Wednesday, March 6, 2019

Combating the Climate Change Catastrophe, part 2 - Perspectives on a Green New Deal.

From NPR: Global Warming Could Melt At Least A Third Of Himalayan Glaciers. So our supply of fresh water is imperiled. Insects responsible for our food supply face an “insectageddon.” The Ocean Heat Waves Are Threatening Marine Life. Weather phenomena, notably recent storms, have become more severe. Climate change will not wait for usual political processes. It is here. It is now. It will impact every person on this planet. It demands action. But what kind and at what cost?

The bottom lines

John Cassidy’s bottom line is: “Rapidly advancing technology and the falling costs of clean energy make the Green New Deal’s goal of transforming the U.S. economy to zero emissions by mid-century eminently achievable.”

The Washington Post’s bottom line is: "Good intentions will not solve the global warming crisis. Massive social reform will not protect the climate. Marshaling every dollar to its highest benefit is the strongest plan. Our Green New Deal would do that."

What is the Green New Deal?

Let’s start with the NPR report on the Green New Deal (GND] proposed by Rep. Alexandria Ocasio-Cortez and Sen. Ed Markey. Here’s a quick summary.

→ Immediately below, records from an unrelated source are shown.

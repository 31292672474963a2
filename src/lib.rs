//! Tokenkit Library
//!
//! This library provides the design-token engine behind the `tokenkit` CLI:
//! deriving color values and tonal variants, keeping a settings snapshot
//! consistent with its generated stylesheets, expanding CSS macros from
//! categorized expansion tables, and looking up rules and custom properties
//! in generated CSS.

// Module declarations
pub mod cli;
pub mod color;
pub mod config;
pub mod constants;
pub mod error;
pub mod expansions;
pub mod models;
pub mod parser;
pub mod services;
pub mod stylesheet;
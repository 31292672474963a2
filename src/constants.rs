//! Application-wide constants.
//!
//! This module defines constants used throughout the application,
//! including the application name and well-known file names.

/// The display name of the application (human-readable, with proper capitalization).
pub const APP_NAME: &str = "Tokenkit";

/// The binary name of the application (used in command examples, lowercase).
pub const APP_BINARY_NAME: &str = "tokenkit";

/// Directory name used under the platform config directory.
pub const CONFIG_DIR_NAME: &str = "tokenkit";

/// Environment variable that overrides the config directory (used by tests).
pub const CONFIG_DIR_ENV: &str = "TOKENKIT_CONFIG_DIR";

/// Default file name of the persisted settings snapshot.
pub const SETTINGS_FILE_NAME: &str = "settings.json";

/// Default directory name for generated stylesheets.
pub const OUTPUT_DIR_NAME: &str = "css";

/// File name of the generated custom-property stylesheet.
pub const TOKENS_CSS_FILE: &str = "tokens.css";

/// File name of the generated utility-class stylesheet.
pub const EXPANSIONS_CSS_FILE: &str = "expansions.css";

/// Default macro start character.
pub const DEFAULT_START_CHARACTER: char = '@';

/// Stylesheet identifier prefixes trusted for introspection by default.
pub const DEFAULT_STYLESHEET_ALLOW_LIST: &[&str] = &["tokens", "expansions", "tokenkit"];
//! End-to-end tests for `tokenkit derive`.
//!
//! Every command runs against its own temporary config directory.

mod fixtures;
use fixtures::*;

use tempfile::TempDir;

#[test]
fn test_derive_json() {
    let temp_dir = TempDir::new().unwrap();
    let output = tokenkit(temp_dir.path(), &["derive", "#336699", "--json"]);

    assert_eq!(output.status.code(), Some(0), "stderr: {}", stderr(&output));

    let result = stdout_json(&output);
    assert_eq!(result["value"]["hex"], "#336699");
    assert_eq!(result["value"]["h"], 210);
    assert_eq!(result["value"]["s_perc"], "50%");
    assert_eq!(result["variants"].as_array().map(Vec::len), Some(7));
    assert_eq!(result["variants"][0]["modifier"], "ultra-light");
    assert_eq!(result["variants"][0]["l"], 95);
}

#[test]
fn test_derive_human_readable() {
    let temp_dir = TempDir::new().unwrap();
    let output = tokenkit(temp_dir.path(), &["derive", "rgb(255, 0, 0)"]);

    assert_eq!(output.status.code(), Some(0));
    let text = stdout(&output);
    assert!(text.contains("hex: #ff0000"));
    assert!(text.contains("hsl: hsl(0, 100%, 50%)"));
    assert!(text.contains("comp"));
}

#[test]
fn test_derive_invalid_color_exits_1() {
    let temp_dir = TempDir::new().unwrap();
    let output = tokenkit(temp_dir.path(), &["derive", "banana"]);

    assert_eq!(output.status.code(), Some(1));
    assert!(stderr(&output).contains("banana"));
}
//! RGB color handling with hex parsing and HSL conversion.

// Allow small types passed by reference for API consistency
#![allow(clippy::trivially_copy_pass_by_ref)]
// Allow intentional type casts for color math
#![allow(clippy::cast_possible_truncation)]
#![allow(clippy::cast_sign_loss)]
#![allow(clippy::cast_lossless)]
// Allow float comparisons in HSL conversion (standard algorithms)
#![allow(clippy::float_cmp)]

use serde::{Deserialize, Serialize};
use std::fmt;

use crate::error::{TokenError, TokenResult};

/// 8-bit sRGB color value.
///
/// Every accepted color literal is reduced to this form before anything is
/// derived from it, which is what makes equivalent notations compare equal.
#[derive(Debug, Clone, Copy, PartialEq, Eq, Hash, PartialOrd, Ord, Serialize, Deserialize)]
pub struct RgbColor {
    /// Red channel (0-255)
    pub r: u8,
    /// Green channel (0-255)
    pub g: u8,
    /// Blue channel (0-255)
    pub b: u8,
}

impl RgbColor {
    /// Creates a new `RgbColor` from individual channel values.
    #[must_use]
    pub const fn new(r: u8, g: u8, b: u8) -> Self {
        Self { r, g, b }
    }

    /// Parses an `RgbColor` from a CSS hex string.
    ///
    /// Supports `#rgb`, `#rgba`, `#rrggbb` and `#rrggbbaa` (the leading `#` is
    /// optional, alpha digits are validated and then ignored).
    ///
    /// # Examples
    ///
    /// ```
    /// use tokenkit::models::RgbColor;
    ///
    /// let color = RgbColor::from_hex("#FF0000").unwrap();
    /// assert_eq!(color, RgbColor::new(255, 0, 0));
    ///
    /// let color = RgbColor::from_hex("0f0").unwrap();
    /// assert_eq!(color, RgbColor::new(0, 255, 0));
    /// ```
    pub fn from_hex(hex: &str) -> TokenResult<Self> {
        let trimmed = hex.trim();
        let digits = trimmed.strip_prefix('#').unwrap_or(trimmed);

        if !digits.chars().all(|c| c.is_ascii_hexdigit()) {
            return Err(TokenError::invalid_color(hex, "hex colors may only contain 0-9 and a-f"));
        }

        let channel = |range: std::ops::Range<usize>| -> TokenResult<u8> {
            u8::from_str_radix(&digits[range], 16)
                .map_err(|e| TokenError::invalid_color(hex, e.to_string()))
        };
        // Short forms repeat each digit: "f80" is "ff8800".
        let short = |idx: usize| -> TokenResult<u8> { Ok(channel(idx..idx + 1)? * 17) };

        match digits.len() {
            3 | 4 => Ok(Self::new(short(0)?, short(1)?, short(2)?)),
            6 | 8 => Ok(Self::new(channel(0..2)?, channel(2..4)?, channel(4..6)?)),
            n => Err(TokenError::invalid_color(
                hex,
                format!("expected 3, 4, 6 or 8 hex digits, found {n}"),
            )),
        }
    }

    /// Converts the color to a lowercase `#rrggbb` string.
    ///
    /// # Examples
    ///
    /// ```
    /// use tokenkit::models::RgbColor;
    ///
    /// assert_eq!(RgbColor::new(0, 128, 255).to_hex(), "#0080ff");
    /// ```
    #[must_use]
    pub fn to_hex(&self) -> String {
        format!("#{:02x}{:02x}{:02x}", self.r, self.g, self.b)
    }

    /// Converts the color to HSL.
    ///
    /// # Returns
    ///
    /// A tuple `(h, s, l)` where:
    /// - `h` (Hue): 0.0-360.0 degrees (0.0 for grayscale)
    /// - `s` (Saturation): 0.0-1.0
    /// - `l` (Lightness): 0.0-1.0
    #[must_use]
    #[allow(clippy::many_single_char_names)] // Standard RGB/HSL color model uses single-char names
    pub fn to_hsl(&self) -> (f64, f64, f64) {
        let r = f64::from(self.r) / 255.0;
        let g = f64::from(self.g) / 255.0;
        let b = f64::from(self.b) / 255.0;

        let max = r.max(g).max(b);
        let min = r.min(g).min(b);
        let delta = max - min;

        let l = (max + min) / 2.0;

        if delta == 0.0 {
            return (0.0, 0.0, l);
        }

        let s = delta / (1.0 - (2.0 * l - 1.0).abs());

        let h = if max == r {
            60.0 * (((g - b) / delta) % 6.0)
        } else if max == g {
            60.0 * (((b - r) / delta) + 2.0)
        } else {
            60.0 * (((r - g) / delta) + 4.0)
        };

        let h = if h < 0.0 { h + 360.0 } else { h };

        (h, s.min(1.0), l)
    }

    /// Creates an `RgbColor` from HSL.
    ///
    /// * `h` - Hue in degrees (wrapped into 0.0-360.0)
    /// * `s` - Saturation (0.0-1.0, clamped)
    /// * `l` - Lightness (0.0-1.0, clamped)
    ///
    /// # Examples
    ///
    /// ```
    /// use tokenkit::models::RgbColor;
    ///
    /// assert_eq!(RgbColor::from_hsl(0.0, 1.0, 0.5), RgbColor::new(255, 0, 0));
    /// assert_eq!(RgbColor::from_hsl(120.0, 1.0, 0.5), RgbColor::new(0, 255, 0));
    /// ```
    #[must_use]
    #[allow(clippy::many_single_char_names)]
    pub fn from_hsl(h: f64, s: f64, l: f64) -> Self {
        let h = h.rem_euclid(360.0);
        let s = s.clamp(0.0, 1.0);
        let l = l.clamp(0.0, 1.0);

        let c = (1.0 - (2.0 * l - 1.0).abs()) * s;
        let h_prime = h / 60.0;
        let x = c * (1.0 - ((h_prime % 2.0) - 1.0).abs());
        let m = l - c / 2.0;

        let (r, g, b) = if h_prime < 1.0 {
            (c, x, 0.0)
        } else if h_prime < 2.0 {
            (x, c, 0.0)
        } else if h_prime < 3.0 {
            (0.0, c, x)
        } else if h_prime < 4.0 {
            (0.0, x, c)
        } else if h_prime < 5.0 {
            (x, 0.0, c)
        } else {
            (c, 0.0, x)
        };

        Self {
            r: ((r + m) * 255.0).round().clamp(0.0, 255.0) as u8,
            g: ((g + m) * 255.0).round().clamp(0.0, 255.0) as u8,
            b: ((b + m) * 255.0).round().clamp(0.0, 255.0) as u8,
        }
    }
}

impl fmt::Display for RgbColor {
    fn fmt(&self, f: &mut fmt::Formatter<'_>) -> fmt::Result {
        write!(f, "{}", self.to_hex())
    }
}
//! Color derivation command.

use crate::cli::common::{print_json, CliResult};
use crate::color;
use crate::models::{ColorModifier, ColorValue};
use clap::Args;
use serde::Serialize;

/// Derive a color value and its tonal variants
#[derive(Args, Debug)]
pub struct DeriveArgs {
    /// Color literal (hex, rgb(), hsl(), black, white)
    #[arg(value_name = "COLOR")]
    color: String,

    /// Output as JSON
    #[arg(long)]
    json: bool,
}

#[derive(Serialize, Debug)]
struct VariantOutput {
    modifier: ColorModifier,
    #[serde(flatten)]
    value: ColorValue,
}

#[derive(Serialize, Debug)]
struct DeriveOutput {
    input: String,
    value: ColorValue,
    variants: Vec<VariantOutput>,
}

impl DeriveArgs {
    /// Execute derive command
    pub fn execute(&self) -> CliResult<()> {
        let value = color::derive(&self.color)?;
        let variants = color::tonal_variants(&value);

        if self.json {
            return print_json(&DeriveOutput {
                input: self.color.clone(),
                value,
                variants: variants
                    .into_iter()
                    .map(|(modifier, value)| VariantOutput { modifier, value })
                    .collect(),
            });
        }

        println!("{}", self.color);
        println!("  hex: {}", value.hex);
        println!("  rgb: {}", value.to_rgb_string());
        println!("  hsl: {}", value.to_hsl_string());
        println!();
        println!("Variants:");
        for (modifier, variant) in variants {
            println!(
                "  {:<12} {}  {}",
                modifier.as_str(),
                variant.hex,
                variant.to_hsl_string()
            );
        }

        Ok(())
    }
}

In very broad strokes, the Green New Deal legislation laid out by Ocasio-Cortez and Markey sets goals for some drastic measures to cut carbon emissions across the economy, from electricity generation to transportation to agriculture. In the process, it aims to create jobs and boost the economy.

In that vein, the proposal stresses that it aims to meet its ambitious goals while paying special attention to groups like the poor, disabled and minority communities that might be disproportionately affected by massive economic transitions like those the Green New Deal calls for.

The bill calls for a “10-year national mobilizations” toward accomplishing a series of goals that the resolution lays out.

Among the most prominent, the deal calls for “meeting 100 percent of the power demand in the United States through clean, renewable, and zero-emission energy sources.” The ultimate goal is to stop using fossil fuels entirely, Ocasio-Cortez’s office told NPR, as well as to transition away from nuclear energy.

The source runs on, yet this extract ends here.